### WORK REQUEST:
Here are some records; return them all exactly.

### RECORDS SHOWN:
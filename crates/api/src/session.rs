//! Session lookup.
//!
//! Sessions are issued elsewhere; this side only resolves a token to the
//! user it belongs to.

use std::collections::HashMap;
use std::sync::{Arc, RwLock};

use chrono::{DateTime, Utc};
use serde::{Deserialize, Serialize};

use crate::users::UserId;

#[derive(Debug, Clone, PartialEq, Eq, Serialize, Deserialize)]
pub struct Session {
    pub token: String,
    pub user_id: UserId,
    pub expires_at: DateTime<Utc>,
}

impl Session {
    pub fn is_active(&self, now: DateTime<Utc>) -> bool {
        now < self.expires_at
    }
}

/// Resolves session tokens.
pub trait SessionStore: Send + Sync {
    /// Active session for `token` at `now`, if any.
    fn lookup(&self, token: &str, now: DateTime<Utc>) -> Option<Session>;
    fn insert(&self, session: Session);
}

impl<S> SessionStore for Arc<S>
where
    S: SessionStore + ?Sized,
{
    fn lookup(&self, token: &str, now: DateTime<Utc>) -> Option<Session> {
        (**self).lookup(token, now)
    }

    fn insert(&self, session: Session) {
        (**self).insert(session)
    }
}

/// In-memory session store for tests/dev.
#[derive(Debug, Default)]
pub struct InMemorySessionStore {
    inner: RwLock<HashMap<String, Session>>,
}

impl InMemorySessionStore {
    pub fn new() -> Self {
        Self::default()
    }
}

impl SessionStore for InMemorySessionStore {
    fn lookup(&self, token: &str, now: DateTime<Utc>) -> Option<Session> {
        let map = self.inner.read().ok()?;
        map.get(token).filter(|s| s.is_active(now)).cloned()
    }

    fn insert(&self, session: Session) {
        if let Ok(mut map) = self.inner.write() {
            map.insert(session.token.clone(), session);
        }
    }
}

#[cfg(test)]
mod tests {
    use super::*;
    use chrono::Duration;

    #[test]
    fn expired_sessions_are_ignored() {
        let store = InMemorySessionStore::new();
        let now = Utc::now();
        let user_id = UserId::new();
        store.insert(Session {
            token: "live".into(),
            user_id,
            expires_at: now + Duration::minutes(5),
        });
        store.insert(Session {
            token: "stale".into(),
            user_id,
            expires_at: now - Duration::seconds(1),
        });

        assert_eq!(store.lookup("live", now).unwrap().user_id, user_id);
        assert!(store.lookup("stale", now).is_none());
        assert!(store.lookup("missing", now).is_none());
    }
}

### TASK SOLUTION:
filename crates/api/src/session.rs
//! Session lookup.
//!
//! Sessions are issued elsewhere; this side only resolves a token to the
//! user it belongs to.

use std::collections::HashMap;
use std::sync::{Arc, RwLock};

use chrono::{DateTime, Utc};
use serde::{Deserialize, Serialize};

use crate::users::UserId;

#[derive(Debug, Clone, PartialEq, Eq, Serialize, Deserialize)]
pub struct Session {
    pub token: String,
    pub user_id: UserId,
    pub expires_at: DateTime<Utc>,
}

impl Session {
    pub fn is_active(&self, now: DateTime<Utc>) -> bool {
        now < self.expires_at
    }
}

/// Resolves session tokens.
pub trait SessionStore: Send + Sync {
    /// Active session for `token` at `now`, if any.
    fn lookup(&self, token: &str, now: DateTime<Utc>) -> Option<Session>;
    fn insert(&self, session: Session);
}

impl<S> SessionStore for Arc<S>
where
    S: SessionStore + ?Sized,
{
    fn lookup(&self, token: &str, now: DateTime<Utc>) -> Option<Session> {
        (**self).lookup(token, now)
    }

    fn insert(&self, session: Session) {
        (**self).insert(session)
    }
}

/// In-memory session store for tests/dev.
#[derive(Debug, Default)]
pub struct InMemorySessionStore {
    inner: RwLock<HashMap<String, Session>>,
}

impl InMemorySessionStore {
    pub fn new() -> Self {
        Self::default()
    }
}

impl SessionStore for InMemorySessionStore {
    fn lookup(&self, token: &str, now: DateTime<Utc>) -> Option<Session> {
        let map = self.inner.read().ok()?;
        map.get(token).filter(|s| s.is_active(now)).cloned()
    }

    fn insert(&self, session: Session) {
        if let Ok(mut map) = self.inner.write() {
            map.insert(session.token.clone(), session);
        }
    }
}

#[cfg(test)]
mod tests {
    use super::*;
    use chrono::Duration;

    #[test]
    fn expired_sessions_are_ignored() {
        let store = InMemorySessionStore::new();
        let now = Utc::now();
        let user_id = UserId::new();
        store.insert(Session {
            token: "live".into(),
            user_id,
            expires_at: now + Duration::minutes(5),
        });
        store.insert(Session {
            token: "stale".into(),
            user_id,
            expires_at: now - Duration::seconds(1),
        });

        assert_eq!(store.lookup("live", now).unwrap().user_id, user_id);
        assert!(store.lookup("stale", now).is_none());
        assert!(store.lookup("missing", now).is_none());
    }
}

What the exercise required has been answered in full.